The nurse is admitting a female client who is complaining of severe back pain radiating down the left leg whenever she tries to ambulate. The concepts of impaired mobility and comfort are implemented on the care map. Which nursing interventions should the nurse implement?
- A. Assist the client when ambulating to the bathroom and administer medications based on the pain scale.
- B. Place the client on strict bedrest and have the client use a regular bedpan for elimination of urine and feces.
- C. Ambulate the client in the hallway at least four (4) times per day and discourage the use of pharmacological pain relief.
- D. Request the health-care provider (HCP) to assist the client in ambulating in the hallway so the HCP can observe the client’s pain.
Correct Answer: A
Rationale: Assisting with ambulation and pain medication addresses mobility and comfort in sciatica. Strict bedrest hinders recovery, excessive ambulation without pain control is unsafe, and HCP observation is unnecessary.

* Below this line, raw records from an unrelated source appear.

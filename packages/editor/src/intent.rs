//! # Drag/Drop Intent Resolver
//!
//! Turns one finished drag gesture into at most one store command.
//!
//! Drop targets are typed: a drop zone is registered with its role and the
//! ids of the containers it belongs to, so nothing is decoded from id
//! strings at drop time.
//!
//! ```text
//! palette kind  + zone       → insert at end of the zone's sequence
//! palette kind  + block X    → insert at X's index, in X's sequence
//! existing A    + block B    → move within the shared sequence
//! existing A    + block A    → ignored
//! existing A    + block in another sequence, or a zone → ignored
//! ```

use crate::defaults::{ContentProvider, DefaultContent};
use crate::locator::{self, Containment};
use crate::mutations::{Mutation, MutationError};
use crate::nesting::{check_placement, Placement};
use pagebuilder_document::{Block, BlockId, BlockKind, ColumnSide, Document, IDGenerator};
use serde::{Deserialize, Serialize};
use tracing::debug;

/// What is being dragged
#[derive(Debug, Clone, PartialEq, Eq, Serialize, Deserialize)]
#[serde(tag = "source", rename_all = "kebab-case")]
pub enum DragSource {
    /// A new block of this kind, from the palette
    Palette { kind: BlockKind },

    /// A block already in the document. Its containment is looked up at
    /// drop time, not carried with the gesture.
    #[serde(rename_all = "camelCase")]
    Existing { block_id: BlockId },
}

impl DragSource {
    pub fn palette(kind: BlockKind) -> Self {
        DragSource::Palette { kind }
    }

    pub fn existing(id: impl Into<BlockId>) -> Self {
        DragSource::Existing { block_id: id.into() }
    }
}

/// Where the pointer was released
#[derive(Debug, Clone, PartialEq, Eq, Serialize, Deserialize)]
#[serde(tag = "target", rename_all = "kebab-case")]
pub enum DropTarget {
    /// The empty area of the page
    Canvas,

    #[serde(rename_all = "camelCase")]
    Column { two_column_id: BlockId, side: ColumnSide },

    #[serde(rename_all = "camelCase")]
    Card { card_id: BlockId },

    #[serde(rename_all = "camelCase")]
    NestedCard {
        two_column_id: BlockId,
        side: ColumnSide,
        card_id: BlockId,
    },

    /// An existing block: "put it where this block is"
    #[serde(rename_all = "camelCase")]
    Block { block_id: BlockId },
}

impl DropTarget {
    pub fn block(id: impl Into<BlockId>) -> Self {
        DropTarget::Block { block_id: id.into() }
    }

    /// The sequence a drop zone stands for; `None` for a block target
    pub fn zone(&self) -> Option<Containment> {
        match self {
            DropTarget::Canvas => Some(Containment::TopLevel),
            DropTarget::Column { two_column_id, side } => Some(Containment::column(two_column_id.clone(), *side)),
            DropTarget::Card { card_id } => Some(Containment::card(card_id.clone())),
            DropTarget::NestedCard {
                two_column_id,
                side,
                card_id,
            } => Some(Containment::nested_card(two_column_id.clone(), *side, card_id.clone())),
            DropTarget::Block { .. } => None,
        }
    }
}

impl From<Containment> for DropTarget {
    fn from(scope: Containment) -> Self {
        match scope {
            Containment::TopLevel => DropTarget::Canvas,
            Containment::Column { two_column_id, side } => DropTarget::Column { two_column_id, side },
            Containment::Card { card_id } => DropTarget::Card { card_id },
            Containment::NestedCard {
                two_column_id,
                side,
                card_id,
            } => DropTarget::NestedCard {
                two_column_id,
                side,
                card_id,
            },
        }
    }
}

/// Why a gesture produced no command
#[derive(Debug, Clone, Copy, PartialEq, Eq, Serialize, Deserialize)]
#[serde(rename_all = "kebab-case")]
pub enum IgnoreReason {
    /// Dropped onto itself
    SameBlock,
    /// Existing block dropped into a different sequence
    CrossContainer,
    /// The target, or the container it belongs to, is gone
    UnresolvedTarget,
    /// The dragged block is gone
    UnresolvedSource,
    /// Existing block dropped on a drop zone rather than on a block
    ContainerZone,
    /// Released outside every target
    NoTarget,
    /// A drop arrived without a drag in progress
    NoGesture,
}

#[derive(Debug, Clone, PartialEq)]
pub enum Resolution {
    /// Exactly one command to apply
    Command(Mutation),
    /// Forbidden by the nesting rules; nothing reaches the store
    Rejected(MutationError),
    /// Nothing to do
    Ignored(IgnoreReason),
}

impl Resolution {
    pub fn command(&self) -> Option<&Mutation> {
        match self {
            Resolution::Command(mutation) => Some(mutation),
            _ => None,
        }
    }
}

/// Resolves gestures against a document. Owns the id generator so that
/// minted ids are never reused within a session.
pub struct IntentResolver {
    ids: IDGenerator,
    content: Box<dyn ContentProvider>,
}

impl IntentResolver {
    pub fn new(ids: IDGenerator) -> Self {
        Self::with_content_provider(ids, DefaultContent)
    }

    pub fn with_content_provider(ids: IDGenerator, provider: impl ContentProvider + 'static) -> Self {
        Self {
            ids,
            content: Box::new(provider),
        }
    }

    pub fn ids(&self) -> &IDGenerator {
        &self.ids
    }

    pub fn resolve(&mut self, doc: &Document, source: &DragSource, target: &DropTarget) -> Resolution {
        let resolution = match source {
            DragSource::Palette { kind } => self.resolve_new(doc, *kind, target),
            DragSource::Existing { block_id } => resolve_existing(doc, block_id, target),
        };
        debug!(?source, ?target, ?resolution, "drop resolved");
        resolution
    }

    fn resolve_new(&mut self, doc: &Document, kind: BlockKind, target: &DropTarget) -> Resolution {
        let (scope, index) = match target {
            DropTarget::Block { block_id } => match locator::locate(doc, block_id) {
                Some(located) => (located.context, Some(located.index)),
                None => return Resolution::Ignored(IgnoreReason::UnresolvedTarget),
            },
            zone => match zone.zone() {
                Some(scope) => (scope, None),
                None => return Resolution::Ignored(IgnoreReason::UnresolvedTarget),
            },
        };

        if let Err(err) = check_placement(kind, Placement::from(&scope)) {
            return Resolution::Rejected(err);
        }

        if locator::sequence(doc, &scope).is_err() {
            return Resolution::Ignored(IgnoreReason::UnresolvedTarget);
        }

        let block = Block::new(self.mint_id(doc), kind, self.content.default_content(kind));
        Resolution::Command(Mutation::InsertBlock { scope, block, index })
    }

    /// A fresh id that is also absent from `doc`, which may have been
    /// loaded with ids from an earlier session.
    fn mint_id(&mut self, doc: &Document) -> BlockId {
        loop {
            let id = self.ids.new_id();
            if !doc.contains(&id) {
                return id;
            }
        }
    }
}

fn resolve_existing(doc: &Document, source_id: &BlockId, target: &DropTarget) -> Resolution {
    let target_id = match target {
        DropTarget::Block { block_id } => block_id,
        _ => return Resolution::Ignored(IgnoreReason::ContainerZone),
    };

    if source_id == target_id {
        return Resolution::Ignored(IgnoreReason::SameBlock);
    }

    let Some(from) = locator::locate(doc, source_id) else {
        return Resolution::Ignored(IgnoreReason::UnresolvedSource);
    };
    let Some(to) = locator::locate(doc, target_id) else {
        return Resolution::Ignored(IgnoreReason::UnresolvedTarget);
    };

    if from.context != to.context {
        return Resolution::Ignored(IgnoreReason::CrossContainer);
    }

    Resolution::Command(Mutation::MoveBlock {
        scope: from.context,
        from: from.index,
        to: to.index,
    })
}

#[cfg(test)]
mod tests {
    use super::*;
    use pagebuilder_document::Content;

    fn block(id: &str, kind: BlockKind) -> Block {
        Block::new(id, kind, Content::new())
    }

    /// a, b(two-column: left [c(card: d)], right [e]), g(card)
    fn sample() -> Document {
        let card = block("c", BlockKind::Card).with_card_child(block("d", BlockKind::Text));
        let columns = block("b", BlockKind::TwoColumn)
            .with_column_child(ColumnSide::Left, card)
            .with_column_child(ColumnSide::Right, block("e", BlockKind::Image));
        Document::with_blocks(vec![block("a", BlockKind::Header), columns, block("g", BlockKind::Card)])
    }

    fn resolver() -> IntentResolver {
        IntentResolver::new(IDGenerator::new("test"))
    }

    #[test]
    fn test_palette_to_canvas_appends() {
        let doc = sample();
        let resolution = resolver().resolve(&doc, &DragSource::palette(BlockKind::Divider), &DropTarget::Canvas);

        match resolution {
            Resolution::Command(Mutation::InsertBlock { scope, block, index }) => {
                assert_eq!(scope, Containment::TopLevel);
                assert_eq!(index, None);
                assert_eq!(block.kind, BlockKind::Divider);
                assert_eq!(block.content.text("style"), Some("line"));
            }
            other => panic!("unexpected resolution: {other:?}"),
        }
    }

    #[test]
    fn test_palette_onto_block_inserts_at_its_index() {
        let doc = sample();
        let resolution = resolver().resolve(&doc, &DragSource::palette(BlockKind::Callout), &DropTarget::block("e"));

        match resolution {
            Resolution::Command(Mutation::InsertBlock { scope, index, .. }) => {
                assert_eq!(scope, Containment::column("b", ColumnSide::Right));
                assert_eq!(index, Some(0));
            }
            other => panic!("unexpected resolution: {other:?}"),
        }
    }

    #[test]
    fn test_containers_cannot_enter_containers() {
        let doc = sample();
        let mut resolver = resolver();

        let column = DropTarget::from(Containment::column("b", ColumnSide::Left));
        let card = DropTarget::from(Containment::card("g"));
        let nested = DropTarget::from(Containment::nested_card("b", ColumnSide::Left, "c"));

        for target in [&column, &card, &nested] {
            let resolution = resolver.resolve(&doc, &DragSource::palette(BlockKind::TwoColumn), target);
            assert!(matches!(resolution, Resolution::Rejected(MutationError::IllegalNesting { .. })));
        }
        for target in [&card, &nested] {
            let resolution = resolver.resolve(&doc, &DragSource::palette(BlockKind::Card), target);
            assert!(matches!(resolution, Resolution::Rejected(MutationError::IllegalNesting { .. })));
        }

        // A card may go into a column
        let resolution = resolver.resolve(&doc, &DragSource::palette(BlockKind::Card), &column);
        assert!(resolution.command().is_some());
    }

    #[test]
    fn test_palette_onto_nested_block_respects_nesting() {
        let doc = sample();
        let resolution = resolver().resolve(&doc, &DragSource::palette(BlockKind::Card), &DropTarget::block("d"));
        assert_eq!(
            resolution,
            Resolution::Rejected(MutationError::IllegalNesting {
                kind: BlockKind::Card,
                placement: Placement::NestedCard,
            })
        );
    }

    #[test]
    fn test_deleted_container_is_ignored() {
        let doc = sample();
        let target = DropTarget::Card {
            card_id: BlockId::from("gone"),
        };
        let resolution = resolver().resolve(&doc, &DragSource::palette(BlockKind::Text), &target);
        assert_eq!(resolution, Resolution::Ignored(IgnoreReason::UnresolvedTarget));
    }

    #[test]
    fn test_minted_ids_avoid_existing_ones() {
        let mut ids = IDGenerator::new("test");
        let taken = ids.new_id();
        let doc = Document::with_blocks(vec![Block::new(taken.clone(), BlockKind::Text, Content::new())]);

        let resolution = resolver().resolve(&doc, &DragSource::palette(BlockKind::Text), &DropTarget::Canvas);
        match resolution {
            Resolution::Command(Mutation::InsertBlock { block, .. }) => assert_ne!(block.id, taken),
            other => panic!("unexpected resolution: {other:?}"),
        }
    }

    #[test]
    fn test_reorder_within_same_sequence() {
        let doc = sample();
        let resolution = resolver().resolve(&doc, &DragSource::existing("g"), &DropTarget::block("a"));
        assert_eq!(
            resolution,
            Resolution::Command(Mutation::MoveBlock {
                scope: Containment::TopLevel,
                from: 2,
                to: 0,
            })
        );
    }

    #[test]
    fn test_existing_block_edge_cases() {
        let doc = sample();
        let mut resolver = resolver();

        assert_eq!(
            resolver.resolve(&doc, &DragSource::existing("a"), &DropTarget::block("a")),
            Resolution::Ignored(IgnoreReason::SameBlock)
        );
        assert_eq!(
            resolver.resolve(&doc, &DragSource::existing("e"), &DropTarget::block("c")),
            Resolution::Ignored(IgnoreReason::CrossContainer)
        );
        assert_eq!(
            resolver.resolve(&doc, &DragSource::existing("a"), &DropTarget::Canvas),
            Resolution::Ignored(IgnoreReason::ContainerZone)
        );
        assert_eq!(
            resolver.resolve(&doc, &DragSource::existing("gone"), &DropTarget::block("a")),
            Resolution::Ignored(IgnoreReason::UnresolvedSource)
        );
    }

    #[test]
    fn test_drop_target_serialization() {
        let target = DropTarget::from(Containment::nested_card("b", ColumnSide::Left, "c"));
        let json = serde_json::to_value(&target).unwrap();
        assert_eq!(json["target"], "nested-card");
        assert_eq!(json["cardId"], "c");
        assert_eq!(serde_json::from_value::<DropTarget>(json).unwrap(), target);
    }
}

The client is diagnosed with osteoarthritis. Which sign/symptom should the nurse expect the client to exhibit?
- A. Severe bone deformity.
- B. Joint stiffness.
- C. Waddling gait.
- D. Swan-neck fingers.
Correct Answer: B
Rationale: Joint stiffness, especially in the morning, is a hallmark of OA due to cartilage loss. Severe deformity and swan-neck fingers are more typical of rheumatoid arthritis, and waddling gait is nonspecific.
Postoperatively, which intervention should be completed before turning the client onto the nonoperative side?
- A. Placing pillows between the client's legs
- B. Having the client point the toes downward
- C. Having the client's knee on the side
- D. Elevating the head of the client's bed
Correct Answer: A
Rationale: Placing pillows between the legs before turning prevents adduction of the operative hip, reducing the risk of dislocation in a client with a hip prosthesis. The other actions do not directly address hip stability.
Which activity is best to begin implementing immediately after the client's surgery?
- A. Standing at the side of the bed
- B. Balancing between parallel bars
- C. Lifting oneself with the trapeze
- D. Transferring from the bed to a chair
Correct Answer: C
Rationale: Lifting with a trapeze strengthens upper body muscles safely immediately post-surgery, preparing for crutch use without stressing the stump. Other activities are more advanced.